Top of TASK DATA

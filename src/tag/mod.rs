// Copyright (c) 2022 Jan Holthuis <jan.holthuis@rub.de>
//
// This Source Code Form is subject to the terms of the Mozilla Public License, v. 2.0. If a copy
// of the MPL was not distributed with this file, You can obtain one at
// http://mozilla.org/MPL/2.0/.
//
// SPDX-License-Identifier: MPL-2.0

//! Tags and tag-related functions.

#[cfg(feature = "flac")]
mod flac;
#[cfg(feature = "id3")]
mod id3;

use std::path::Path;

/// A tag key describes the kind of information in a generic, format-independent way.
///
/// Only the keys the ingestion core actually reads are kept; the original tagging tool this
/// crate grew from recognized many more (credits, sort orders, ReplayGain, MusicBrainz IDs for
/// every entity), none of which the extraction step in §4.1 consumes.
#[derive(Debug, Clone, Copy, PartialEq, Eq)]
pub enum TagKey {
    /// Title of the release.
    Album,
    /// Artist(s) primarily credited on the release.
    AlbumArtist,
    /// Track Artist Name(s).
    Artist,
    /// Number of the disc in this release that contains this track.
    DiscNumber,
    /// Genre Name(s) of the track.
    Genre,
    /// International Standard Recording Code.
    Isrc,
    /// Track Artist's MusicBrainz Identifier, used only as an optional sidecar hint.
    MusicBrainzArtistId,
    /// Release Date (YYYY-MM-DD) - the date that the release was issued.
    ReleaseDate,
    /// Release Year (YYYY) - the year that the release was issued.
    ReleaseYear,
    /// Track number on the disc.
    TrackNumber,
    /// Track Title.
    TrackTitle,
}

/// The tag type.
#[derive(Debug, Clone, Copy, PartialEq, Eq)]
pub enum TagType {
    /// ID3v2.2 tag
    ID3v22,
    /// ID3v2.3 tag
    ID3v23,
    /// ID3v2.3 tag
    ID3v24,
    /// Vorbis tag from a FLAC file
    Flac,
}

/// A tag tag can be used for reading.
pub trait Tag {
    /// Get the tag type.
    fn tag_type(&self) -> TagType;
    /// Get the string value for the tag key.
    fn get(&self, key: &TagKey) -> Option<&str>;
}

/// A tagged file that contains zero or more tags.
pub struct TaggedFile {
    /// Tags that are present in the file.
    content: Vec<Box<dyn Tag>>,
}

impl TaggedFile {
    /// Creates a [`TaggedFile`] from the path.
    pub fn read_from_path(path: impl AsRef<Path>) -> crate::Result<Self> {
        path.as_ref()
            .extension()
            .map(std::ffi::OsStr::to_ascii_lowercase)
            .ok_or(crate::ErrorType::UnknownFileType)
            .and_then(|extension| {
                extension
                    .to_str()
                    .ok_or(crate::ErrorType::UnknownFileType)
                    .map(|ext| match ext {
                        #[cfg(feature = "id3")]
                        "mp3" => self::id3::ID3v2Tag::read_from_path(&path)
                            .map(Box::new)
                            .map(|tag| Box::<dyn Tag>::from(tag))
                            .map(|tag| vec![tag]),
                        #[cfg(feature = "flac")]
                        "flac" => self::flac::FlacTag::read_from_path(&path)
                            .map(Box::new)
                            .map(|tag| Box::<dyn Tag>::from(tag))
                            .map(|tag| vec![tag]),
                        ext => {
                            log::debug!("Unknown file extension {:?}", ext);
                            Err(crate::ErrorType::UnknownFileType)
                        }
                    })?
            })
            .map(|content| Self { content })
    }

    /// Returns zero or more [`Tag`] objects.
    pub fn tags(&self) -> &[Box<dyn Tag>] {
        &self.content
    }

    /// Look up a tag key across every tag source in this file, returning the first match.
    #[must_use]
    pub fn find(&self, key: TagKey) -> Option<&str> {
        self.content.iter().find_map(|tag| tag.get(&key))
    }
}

Bottom of TASK DATA

Find every line in the records that has the word "issued". Copy those lines.

    /// Release Date (YYYY-MM-DD) - the date that the release was issued.
    /// Release Year (YYYY) - the year that the release was issued.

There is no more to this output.